In this embodiment, when performing the detection operation, the precharge unit 112 is turned on in the precharge stage based on the first scan signal Vscan 1 to input the data driving signal Vdata to the driving unit 113 for saving, and the driving unit 113 generates the corresponding detection driving current I1 based on the data driving signal Vdata; in the detection phase, the detection unit 114 is turned on based on the second scan signal Vscan 2 to output the detection driving current I1 to the driving chip 20 of the display panel 100 through the detection line 13, so as to determine the compensation signal V2 of the sub-pixel 11, and compensate the data driving signal Vdata by the compensation signal V2; when the display operation is performed, the precharge unit 112 is turned on in the compensation stage based on the first scan signal Vscan 1 to input the compensated data driving signal Vdata to the driving unit 113 for saving, and the driving unit 113 generates a corresponding display driving current based on the compensated data driving signal Vdata to drive the light emitting element 111 to emit light.
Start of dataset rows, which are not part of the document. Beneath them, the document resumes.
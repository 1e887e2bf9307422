//! End-to-end countdown on a real calloop event loop
//!
//! Uses short intervals so the whole session runs in well under a second.

use std::cell::RefCell;
use std::rc::Rc;
use std::time::{Duration, Instant};

use calloop::EventLoop;
use timed_playback::{
    Clock, CountdownSettings, EpochMillis, LateStartPolicy, LoopTimers, Phase, ScheduledCountdown,
    SystemClock, TimerEvent,
};

struct Harness {
    countdown: ScheduledCountdown<SystemClock, LoopTimers<Harness>, Box<dyn FnMut()>>,
}

impl Harness {
    fn on_timer(&mut self, event: TimerEvent) {
        self.countdown.on_timer(event);
    }
}

fn setup(fired_at: &Rc<RefCell<Vec<EpochMillis>>>) -> (EventLoop<'static, Harness>, Harness) {
    let event_loop: EventLoop<'static, Harness> = EventLoop::try_new().unwrap();
    let timers = LoopTimers::new(event_loop.handle(), Harness::on_timer);
    let record = Rc::clone(fired_at);
    let settings = CountdownSettings {
        tick_interval: Duration::from_millis(20),
        arm_threshold: Duration::from_millis(200),
        late_start: LateStartPolicy::Refuse,
    };
    let countdown = ScheduledCountdown::new(
        SystemClock,
        timers,
        Box::new(move || record.borrow_mut().push(SystemClock.now_millis())) as Box<dyn FnMut()>,
        settings,
    );
    (event_loop, Harness { countdown })
}

fn run_until(
    event_loop: &mut EventLoop<'static, Harness>,
    harness: &mut Harness,
    limit: Duration,
    done: impl Fn(&Harness) -> bool,
) {
    let start = Instant::now();
    while !done(harness) && start.elapsed() < limit {
        event_loop
            .dispatch(Some(Duration::from_millis(5)), harness)
            .unwrap();
    }
}

#[test]
fn test_fires_once_near_target() {
    let fired_at = Rc::new(RefCell::new(Vec::new()));
    let (mut event_loop, mut harness) = setup(&fired_at);

    let target = SystemClock.now_millis() + 400;
    harness.countdown.start(target).unwrap();
    assert_eq!(harness.countdown.phase(), Phase::Counting);

    run_until(&mut event_loop, &mut harness, Duration::from_secs(3), |h| {
        h.countdown.phase() == Phase::Fired
    });
    assert_eq!(harness.countdown.phase(), Phase::Fired);

    // Keep dispatching: nothing may fire twice
    run_until(&mut event_loop, &mut harness, Duration::from_millis(150), |_| false);

    let fired = fired_at.borrow();
    assert_eq!(fired.len(), 1);
    let lateness = fired[0] - target;
    assert!(
        (-5..150).contains(&lateness),
        "fired {} ms away from target",
        lateness
    );
}

#[test]
fn test_cancelled_session_stays_silent() {
    let fired_at = Rc::new(RefCell::new(Vec::new()));
    let (mut event_loop, mut harness) = setup(&fired_at);

    let target = SystemClock.now_millis() + 150;
    harness.countdown.start(target).unwrap();
    assert_eq!(harness.countdown.phase(), Phase::ArmedForFire);

    harness.countdown.cancel();
    run_until(&mut event_loop, &mut harness, Duration::from_millis(300), |_| false);

    assert!(fired_at.borrow().is_empty());
    assert_eq!(harness.countdown.phase(), Phase::Cancelled);
}

#[test]
fn test_past_target_schedules_nothing() {
    let fired_at = Rc::new(RefCell::new(Vec::new()));
    let (mut event_loop, mut harness) = setup(&fired_at);

    let target = SystemClock.now_millis() - 1_000;
    assert!(harness.countdown.start(target).is_err());

    run_until(&mut event_loop, &mut harness, Duration::from_millis(100), |_| false);
    assert!(fired_at.borrow().is_empty());
    assert_eq!(harness.countdown.phase(), Phase::Idle);
}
When the display operation is performed, the driving chip 20 of the display panel 100 is in a high impedance state in a period when the detecting unit 114 is turned on based on the second scanning signal Vscan 2, which is equivalent to an open state between the driving circuit 10 and the driving chip 20, so as to avoid affecting the light emitting element 111 to emit light. In this embodiment, the first scan signal Vscan 1 and the second scan signal Vscan 2 may be scan signals respectively provided by two adjacent scan lines, that is, the enable period of the second scan signal Vscan 2 may immediately follow the enable period of the first scan signal Vscan 1. In addition, the enable period of the display signal LC may be later than the enable periods of the first and second scan signals Vscan 1 and Vscan 2, and when the display operation is performed, the channel control unit 115 is turned on during the enable period of the display signal LC, and the light emitting element 111 emits light.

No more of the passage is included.